Much of our research will be done in a model organism, the mouse, in which these processes are most easy to investigate and because the processes are generally conserved with human. We shall also investigate the extent of epigenetic variation in human eggs and early embryos, where we believe that DNA methylation variation could be a robust molecular marker of gene expression anomalies in the ovary, and could influence the potential of the embryo for normal development.

Therefore, we expect to have impact in knowledge of the basic molecular mechanisms that govern how genes are controlled in the egg, and in the mechanisms that determine how epigenetic information is retained in the embryo to ensure correct imprinting. These advances will have wide-ranging impact in the academic community interested in mammalian developmental epigenetics and transgenerational inheritance. And they could have impact on our understanding of possible epigenetic contributions to chronic disease for which genetic causes remain ill-defined.

Our investigation of the extent and consequences of epigenetic variation in human eggs and embryos will have impact for clinicians working in reproductive medicine and for patients seeking fertility treatments, or undergoing fertility preservation.

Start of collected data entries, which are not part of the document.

use axum::extract::{Path, Query, State};
use axum::response::IntoResponse;
use axum::{Extension, Json};
use serde::Deserialize;
use serde_json::json;
use stark_common::types::{
    DEFAULT_NAMESPACE, Labels, PodResources, SchedulingConstraints, ServiceStatus, Toleration,
    Visibility,
};
use stark_common::{Error, Pagination, error::ok};
use stark_store::services::{self, NewService, ServicePatch};
use stark_store::{StoreError, namespaces, packs};
use uuid::Uuid;

use crate::auth::Principal;
use crate::state::AppState;

#[derive(Debug, Deserialize)]
#[serde(rename_all = "camelCase")]
pub struct CreateServiceRequest {
    pub name: String,
    #[serde(default)]
    pub namespace: Option<String>,
    pub pack_name: String,
    #[serde(default)]
    pub pack_version: Option<String>,
    pub replicas: i32,
    #[serde(default)]
    pub visibility: Option<Visibility>,
    #[serde(default)]
    pub exposed: bool,
    #[serde(default)]
    pub ingress_port: Option<u16>,
    #[serde(default)]
    pub scheduling: SchedulingConstraints,
    #[serde(default)]
    pub tolerations: Vec<Toleration>,
    #[serde(default)]
    pub resource_requests: Option<PodResources>,
    #[serde(default)]
    pub pod_labels: Labels,
    #[serde(default)]
    pub allowed_sources: Vec<String>,
    #[serde(default)]
    pub follow_latest: bool,
}

#[derive(Debug, Deserialize)]
#[serde(rename_all = "camelCase")]
pub struct PatchServiceRequest {
    #[serde(default)]
    pub pack_version: Option<String>,
    #[serde(default)]
    pub replicas: Option<i32>,
    /// Only `active` (resume) and `paused` may be set from outside.
    #[serde(default)]
    pub status: Option<ServiceStatus>,
    #[serde(default)]
    pub scheduling: Option<SchedulingConstraints>,
    #[serde(default)]
    pub tolerations: Option<Vec<Toleration>>,
    #[serde(default)]
    pub resource_requests: Option<PodResources>,
    #[serde(default)]
    pub pod_labels: Option<Labels>,
    #[serde(default)]
    pub allowed_sources: Option<Vec<String>>,
    #[serde(default)]
    pub follow_latest: Option<bool>,
}

#[derive(Debug, Deserialize)]
#[serde(rename_all = "camelCase")]
pub struct ScaleRequest {
    pub replicas: i32,
}

#[derive(Debug, Deserialize)]
#[serde(rename_all = "camelCase")]
pub struct ExposeRequest {
    #[serde(default)]
    pub port: Option<u16>,
}

#[derive(Debug, Deserialize)]
#[serde(rename_all = "camelCase")]
pub struct VisibilityRequest {
    pub visibility: Visibility,
}

#[derive(Debug, Deserialize)]
#[serde(rename_all = "camelCase")]
pub struct NameQuery {
    #[serde(default)]
    pub namespace: Option<String>,
}

/// `POST /api/services`
pub async fn create(
    State(state): State<AppState>,
    Extension(principal): Extension<Principal>,
    Json(req): Json<CreateServiceRequest>,
) -> Result<impl IntoResponse, Error> {
    if req.name.is_empty() {
        return Err(Error::Validation("service name must not be empty".into()));
    }
    if req.replicas < 0 {
        return Err(Error::Validation("replicas must be >= 0".into()));
    }
    if req.exposed && req.ingress_port.is_none() {
        return Err(Error::Validation(
            "an exposed service needs an ingressPort".into(),
        ));
    }
    let namespace = req.namespace.unwrap_or_else(|| DEFAULT_NAMESPACE.to_string());
    match namespaces::get(&state.store, &namespace).await {
        Ok(ns) if ns.phase == stark_common::types::NamespacePhase::Terminating => {
            return Err(Error::Policy(format!("namespace {namespace} is terminating")));
        }
        Ok(_) => {}
        Err(StoreError::NotFound(_)) if namespace == DEFAULT_NAMESPACE => {}
        Err(StoreError::NotFound(_)) => {
            return Err(Error::NotFound(format!("namespace {namespace}")));
        }
        Err(e) => return Err(e.into()),
    }
    let visibility = req.visibility.unwrap_or(Visibility::Private);
    if visibility == Visibility::System && !principal.is_admin() {
        return Err(Error::Policy(
            "only admins may create system services".into(),
        ));
    }

    let pack = match &req.pack_version {
        Some(version) => packs::get_by_name_version(&state.store, &req.pack_name, version).await?,
        None => packs::latest(&state.store, &req.pack_name)
            .await?
            .ok_or_else(|| Error::NotFound(format!("pack {}", req.pack_name)))?,
    };

    let svc = services::create(
        &state.store,
        Uuid::new_v4(),
        NewService {
            name: req.name,
            namespace,
            pack_id: pack.id,
            pack_name: pack.name.clone(),
            pack_version: pack.version.clone(),
            replicas: req.replicas,
            visibility,
            exposed: req.exposed,
            ingress_port: req.ingress_port,
            scheduling: req.scheduling,
            tolerations: req.tolerations,
            resource_requests: req.resource_requests.unwrap_or_default(),
            pod_labels: req.pod_labels,
            allowed_sources: req.allowed_sources,
            follow_latest: req.follow_latest,
            created_by: principal.id,
        },
    )
    .await?;
    Ok((axum::http::StatusCode::CREATED, ok(svc)))
}

/// `GET /api/services`
pub async fn list(
    State(state): State<AppState>,
    Query(page): Query<Pagination>,
) -> Result<impl IntoResponse, Error> {
    Ok(ok(
        services::list(&state.store, page.offset, page.effective_limit()).await?,
    ))
}

/// `GET /api/services/name/{name}?namespace=`
pub async fn get_by_name(
    State(state): State<AppState>,
    Path(name): Path<String>,
    Query(query): Query<NameQuery>,
) -> Result<impl IntoResponse, Error> {
    let namespace = query.namespace.unwrap_or_else(|| DEFAULT_NAMESPACE.to_string());
    Ok(ok(services::get_by_name(&state.store, &namespace, &name).await?))
}

/// `GET /api/services/{id}`
pub async fn get(
    State(state): State<AppState>,
    Path(id): Path<Uuid>,
) -> Result<impl IntoResponse, Error> {
    Ok(ok(services::get_by_id(&state.store, id).await?))
}

fn check_mutable(
    svc: &stark_common::types::Service,
    principal: &Principal,
) -> Result<(), Error> {
    if svc.visibility == Visibility::System && !principal.is_admin() {
        return Err(Error::Policy("system services are admin-managed".into()));
    }
    if svc.created_by != principal.id && !principal.is_admin() {
        return Err(Error::Policy("not the service owner".into()));
    }
    Ok(())
}

/// `PATCH /api/services/{id}`: declarative updates. A patch that changes
/// nothing is a complete no-op: no event, no pods touched.
pub async fn patch(
    State(state): State<AppState>,
    Extension(principal): Extension<Principal>,
    Path(id): Path<Uuid>,
    Json(req): Json<PatchServiceRequest>,
) -> Result<impl IntoResponse, Error> {
    let svc = services::get_by_id(&state.store, id).await?;
    check_mutable(&svc, &principal)?;

    if let Some(status) = req.status
        && !matches!(status, ServiceStatus::Active | ServiceStatus::Paused)
    {
        return Err(Error::Validation(
            "status may only be set to active or paused".into(),
        ));
    }
    if let Some(version) = &req.pack_version {
        stark_common::parse_version(version)?;
        // The target version must exist before the reconciler chases it.
        packs::get_by_name_version(&state.store, &svc.pack_name, version).await?;
    }
    if let Some(replicas) = req.replicas
        && replicas < 0
    {
        return Err(Error::Validation("replicas must be >= 0".into()));
    }

    let patch = ServicePatch {
        pack_version: req.pack_version,
        replicas: req.replicas,
        status: req.status,
        scheduling: req.scheduling,
        tolerations: req.tolerations,
        resource_requests: req.resource_requests,
        pod_labels: req.pod_labels,
        allowed_sources: req.allowed_sources,
        follow_latest: req.follow_latest,
        ..Default::default()
    };
    if patch.is_noop_for(&svc) {
        return Ok(ok(svc));
    }
    let updated = services::update(&state.store, Uuid::new_v4(), id, patch).await?;
    Ok(ok(updated))
}

/// `POST /api/services/{id}/scale`
pub async fn scale(
    State(state): State<AppState>,
    Extension(principal): Extension<Principal>,
    Path(id): Path<Uuid>,
    Json(req): Json<ScaleRequest>,
) -> Result<impl IntoResponse, Error> {
    if req.replicas < 0 {
        return Err(Error::Validation("replicas must be >= 0".into()));
    }
    let svc = services::get_by_id(&state.store, id).await?;
    check_mutable(&svc, &principal)?;
    if svc.replicas == req.replicas {
        return Ok(ok(svc));
    }
    let updated = services::update(
        &state.store,
        Uuid::new_v4(),
        id,
        ServicePatch {
            replicas: Some(req.replicas),
            ..Default::default()
        },
    )
    .await?;
    Ok(ok(updated))
}

/// `POST /api/services/{id}/expose`
pub async fn expose(
    State(state): State<AppState>,
    Extension(principal): Extension<Principal>,
    Path(id): Path<Uuid>,
    Json(req): Json<ExposeRequest>,
) -> Result<impl IntoResponse, Error> {
    let svc = services::get_by_id(&state.store, id).await?;
    check_mutable(&svc, &principal)?;
    let port = req.port.or(svc.ingress_port).ok_or_else(|| {
        Error::Validation("service has no ingress port; provide one".into())
    })?;
    let updated = services::update(
        &state.store,
        Uuid::new_v4(),
        id,
        ServicePatch {
            exposed: Some(true),
            ingress_port: Some(Some(port)),
            ..Default::default()
        },
    )
    .await?;
    Ok(ok(updated))
}

/// `POST /api/services/{id}/unexpose`
pub async fn unexpose(
    State(state): State<AppState>,
    Extension(principal): Extension<Principal>,
    Path(id): Path<Uuid>,
) -> Result<impl IntoResponse, Error> {
    let svc = services::get_by_id(&state.store, id).await?;
    check_mutable(&svc, &principal)?;
    let updated = services::update(
        &state.store,
        Uuid::new_v4(),
        id,
        ServicePatch {
            exposed: Some(false),
            ..Default::default()
        },
    )
    .await?;
    Ok(ok(updated))
}

/// `POST /api/services/{id}/visibility`
pub async fn visibility(
    State(state): State<AppState>,
    Extension(principal): Extension<Principal>,
    Path(id): Path<Uuid>,
    Json(req): Json<VisibilityRequest>,
) -> Result<impl IntoResponse, Error> {
    let svc = services::get_by_id(&state.store, id).await?;
    check_mutable(&svc, &principal)?;
    if req.visibility == Visibility::System && !principal.is_admin() {
        return Err(Error::Policy("only admins may mark services system".into()));
    }
    let updated = services::update(
        &state.store,
        Uuid::new_v4(),
        id,
        ServicePatch {
            visibility: Some(req.visibility),
            ..Default::default()
        },
    )
    .await?;
    Ok(ok(updated))
}

/// `DELETE /api/services/{id}`: mark deleted; the reconciler stops owned
/// pods and then removes the record.
pub async fn delete(
    State(state): State<AppState>,
    Extension(principal): Extension<Principal>,
    Path(id): Path<Uuid>,
) -> Result<impl IntoResponse, Error> {
    let svc = services::get_by_id(&state.store, id).await?;
    check_mutable(&svc, &principal)?;
    services::update(
        &state.store,
        Uuid::new_v4(),
        id,
        ServicePatch {
            status: Some(ServiceStatus::Deleted),
            ..Default::default()
        },
    )
    .await?;
    Ok(ok(json!({ "deleting": id })))
}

We also expect major impact of our research in the technical capabilities we have and the advances we shall continue to make in methods for profiling epigenetic marks in very small numbers of cells or in single cells. Such advances are having widespread application in biomedical research, providing new levels of understanding of cell-fate decisions, and cell identity and function, both in normal development and physiology and in disease. We collaborate with several groups (both academic and biotech sectors) from research areas unrelated to our field who have an interest in applying these cutting-edge methods to their own biomedical questions. Therefore, we anticipate significant impact in training and knowledge exchange also at a technical level.